PB – Empresas de que setores empresariais têm maiores chances de se dar bem no exterior?
Alaby – O Brasil tem um setor agroindustrial e pecuário muito competitivo e que já exporta em grande quantidade. Alguns grupos empresariais do segmento agrícola têm investido na África, aproveitando as vantagens competitivas locais. Há outros setores que também apresentam boas condições para investimentos no exterior, como o ramo de maquinário de média tecnologia, equipamentos médico-hospitalares, fármacos (genéricos), cosméticos e autopeças.
Hoje há uma profunda transformação de cenário. A competição é mundial, a disputa pelo mesmo mercado é ferrenha e o consumidor impõe as condições de compra. Há também um novo ambiente de negócios, com a crescente preocupação com o meio ambiente e a sustentabilidade empresarial. Portanto, para um país se tornar competitivo, precisa investir nas exportações, mas também na administração adequada dos recursos humanos, no desenvolvimento de talentos e na habilidade gerencial para a transferência de processos e de conhecimentos.

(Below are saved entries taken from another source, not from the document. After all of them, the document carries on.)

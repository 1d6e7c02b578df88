// This Source Code Form is subject to the terms of the Mozilla Public License, v. 2.0. If a copy
// of the MPL was not distributed with this file, You can obtain one at
// http://mozilla.org/MPL/2.0/.
//
// SPDX-License-Identifier: MPL-2.0

//! Wrapper types for dealing with XOR obfuscation.

use binrw::io::{Read, Result, Seek, SeekFrom, Write};
use std::iter::Cycle;

/// Base pattern of the 19-byte mask applied to song structure tags.
///
/// The per-file key is derived by adding the tag's phrase count to every byte (mod 256).
const SONG_STRUCTURE_MASK: [u8; 19] = [
    0xCB, 0xE1, 0xEE, 0xFA, 0xE5, 0xEE, 0xAD, 0xEE, 0xE9, 0xD2, 0xE9, 0xEB, 0xE1, 0xE9, 0xF3,
    0xE8, 0xE9, 0xF4, 0xE1,
];

/// Derive the XOR key that masks a song structure tag with `len_entries` phrase entries.
pub(crate) fn song_structure_key(len_entries: u16) -> Vec<u8> {
    let shift = (len_entries & 0xFF) as u8;
    SONG_STRUCTURE_MASK
        .iter()
        .map(|byte| byte.wrapping_add(shift))
        .collect()
}

/// Stream cipher wrapper around another [`Read`]- or [`Write`]-able stream that XOR's all bytes
/// after reading/before writing.
#[derive(Debug)]
pub struct XorStream<T> {
    stream: T,
    key: Cycle<std::vec::IntoIter<u8>>,
    key_size: u64,
}

impl<T> XorStream<T> {
    /// Create a new XOR wrapper around `stream` that XOR's all data with `key` before
    /// forwarding it.
    pub fn with_key(stream: T, key: Vec<u8>) -> Self {
        let key = if key.is_empty() { vec![0] } else { key };
        let key_size = key.len() as u64;
        let key = key.into_iter().cycle();
        Self {
            stream,
            key,
            key_size,
        }
    }
}

impl<R: Read> Read for XorStream<R> {
    fn read(&mut self, buf: &mut [u8]) -> Result<usize> {
        let bytes_read = self.stream.read(buf)?;

        for byte in &mut buf[..bytes_read] {
            let key_byte = self.key.next().unwrap_or(0);
            *byte ^= key_byte;
        }

        Ok(bytes_read)
    }
}

impl<W: Write> Write for XorStream<W> {
    fn write(&mut self, buf: &[u8]) -> Result<usize> {
        let encrypted_buffer: Vec<u8> = buf
            .iter()
            .map(|x| {
                let key_byte = self.key.next().unwrap_or(0);
                x ^ key_byte
            })
            .collect();

        self.stream.write(&encrypted_buffer)
    }

    fn flush(&mut self) -> Result<()> {
        self.stream.flush()
    }
}

impl<S: Seek> Seek for XorStream<S> {
    fn seek(&mut self, position: SeekFrom) -> Result<u64> {
        let old_position = self.stream.stream_position()?;
        let new_position = self.stream.seek(position)?;

        // Advance the cyclic key iterator so that it stays aligned with the stream position.
        let offset = if new_position > old_position {
            (new_position - old_position) % self.key_size
        } else {
            self.key_size - ((old_position - new_position) % self.key_size)
        };

        for _ in 0..offset {
            self.key.next();
        }

        Ok(new_position)
    }
}

#[cfg(test)]
mod test {
    use super::*;
    use binrw::io::Cursor;

    #[test]
    fn roundtrip_through_stream() {
        let plain = b"binary analysis data".to_vec();
        let key = vec![0x13, 0x37, 0x42];

        let mut masked = Vec::new();
        {
            let mut writer = XorStream::with_key(Cursor::new(&mut masked), key.clone());
            writer.write_all(&plain).unwrap();
        }
        assert_ne!(masked, plain);

        let mut reader = XorStream::with_key(Cursor::new(&masked), key);
        let mut unmasked = vec![0; plain.len()];
        reader.read_exact(&mut unmasked).unwrap();
        assert_eq!(unmasked, plain);
    }

    #[test]
    fn key_shift_wraps() {
        let key = song_structure_key(5);
        assert_eq!(key[0], 0xD0);
        assert_eq!(key.len(), 19);
        // 0xFA + 0x10 wraps modulo 256.
        let key = song_structure_key(0x110);
        assert_eq!(key[3], 0x0A);
    }
}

Há um novo paradigma empresarial, cujos parâmetros têm a ver com confiabilidade das marcas e qualidade, design e criatividade. A gestão operacional, de sustentabilidade, de tecnologia e de recursos humanos é essencial, assim como a logística de comunicação e de entrega (interna e externa) e, o mais importante, a distribuição e a garantia dada ao produto.